:: GOAL OF THE EXERCISE ::
From the records, pick out and copy each line containing "serde".

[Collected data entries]
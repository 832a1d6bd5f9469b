//! Completion finalizer and async result polling
//!
//! Signals end-of-upload for a session. The server either finalizes
//! immediately, or queues an asynchronous merge the caller polls for.
//! Polling here is single-shot; the wait/backoff strategy belongs to the
//! caller.

use super::{protocol, UploadError, UploadOutcome};
use crate::api::ApiClient;
use serde::{Deserialize, Serialize};

const COMPLETE_PATH: &str = "/upload/v1/file/upload_complete";
const ASYNC_RESULT_PATH: &str = "/upload/v1/file/upload_async_result";

#[derive(Debug, Serialize)]
struct SessionRequest<'a> {
    #[serde(rename = "preuploadID")]
    preupload_id: &'a str,
}

#[derive(Debug, Deserialize)]
struct CompleteResponse {
    #[serde(default)]
    completed: bool,
    #[serde(rename = "async", default)]
    is_async: bool,
    #[serde(rename = "fileID", default)]
    file_id: Option<i64>,
}

#[derive(Debug, Deserialize)]
struct AsyncResultResponse {
    #[serde(default)]
    completed: bool,
    #[serde(rename = "fileID", default)]
    file_id: Option<i64>,
}

/// Result of one async-completion poll.
#[derive(Debug, Clone, PartialEq, Eq)]
pub enum AsyncPollStatus {
    /// The merge has not finished; poll again later.
    Pending,
    /// The merge finished; this file id is authoritative.
    Completed { file_id: i64 },
}

/// Signal end-of-upload and interpret the server's completion state.
#[tracing::instrument(name = "upload.complete", skip(client), err)]
pub(crate) async fn finalize(
    client: &ApiClient,
    preupload_id: &str,
) -> Result<UploadOutcome, UploadError> {
    let response: CompleteResponse = client
        .post_json(COMPLETE_PATH, &SessionRequest { preupload_id })
        .await?;
    outcome_from_response(response, preupload_id)
}

fn outcome_from_response(
    response: CompleteResponse,
    preupload_id: &str,
) -> Result<UploadOutcome, UploadError> {
    if response.completed {
        let file_id = response
            .file_id
            .ok_or_else(|| protocol("upload_complete reported completion without a fileID"))?;
        return Ok(UploadOutcome::Completed { file_id });
    }
    if response.is_async {
        return Ok(UploadOutcome::AsyncPending {
            preupload_id: preupload_id.to_string(),
        });
    }
    // Neither flag set: the server's state is ambiguous and retrying the
    // completion call cannot resolve it.
    Err(UploadError::Failed)
}

/// Ask once whether an asynchronous merge has finished.
#[tracing::instrument(name = "upload.poll_async_result", skip(client), err)]
pub(crate) async fn poll_async_result(
    client: &ApiClient,
    preupload_id: &str,
) -> Result<AsyncPollStatus, UploadError> {
    let response: AsyncResultResponse = client
        .post_json(ASYNC_RESULT_PATH, &SessionRequest { preupload_id })
        .await?;

    if !response.completed {
        return Ok(AsyncPollStatus::Pending);
    }
    let file_id = response
        .file_id
        .ok_or_else(|| protocol("upload_async_result reported completion without a fileID"))?;
    Ok(AsyncPollStatus::Completed { file_id })
}
//! kappa-pan Library
//!
//! Async client for the 123pan open storage API, focused on doing uploads
//! properly: content-addressed dedup, resumable chunked transfer with
//! per-chunk retry, part verification, and asynchronous completion.
//!
//! # Features
//!
//! - **Instant upload**: server-side dedup by `(etag, size)` skips the
//!   transfer entirely when the content is already known
//! - **Chunked transfer**: server-negotiated slice size, presigned
//!   per-chunk targets, configurable retries
//! - **Verification**: local transfer record cross-checked against the
//!   server's part list before finalizing
//! - **Async completion**: single-shot poll semantics, wait strategy left
//!   to the caller
//! - **Explicit client state**: token refresh is a pluggable provider on
//!   an explicitly constructed client, no globals
//!
//! # Example
//!
//! ```no_run
//! use kappa_pan::{ApiClient, Config, Uploader};
//!
//! #[tokio::main]
//! async fn main() -> anyhow::Result<()> {
//!     let config = Config::load("config.yaml")?;
//!     let client = ApiClient::from_config(&config.api)?;
//!
//!     let mut file = tokio::fs::File::open("archive.tar.zst").await?;
//!     let outcome = Uploader::new(&client)
//!         .upload(0, "archive.tar.zst", &mut file)
//!         .await?;
//!     println!("{outcome:?}");
//!     Ok(())
//! }
//! ```

pub mod api;
pub mod auth;
pub mod config;
pub mod upload;

// Re-export commonly used types
pub use api::ApiClient;
pub use config::Config;
pub use upload::{AsyncPollStatus, UploadOutcome, Uploader};

/// Library version
pub const VERSION: &str = env!("CARGO_PKG_VERSION");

:: REPLY TO THE EXERCISE ::
use serde::{Deserialize, Serialize};
    #[serde(rename = "preuploadID")]
    #[serde(default)]
    #[serde(rename = "async", default)]
    #[serde(rename = "fileID", default)]
    #[serde(default)]
    #[serde(rename = "fileID", default)]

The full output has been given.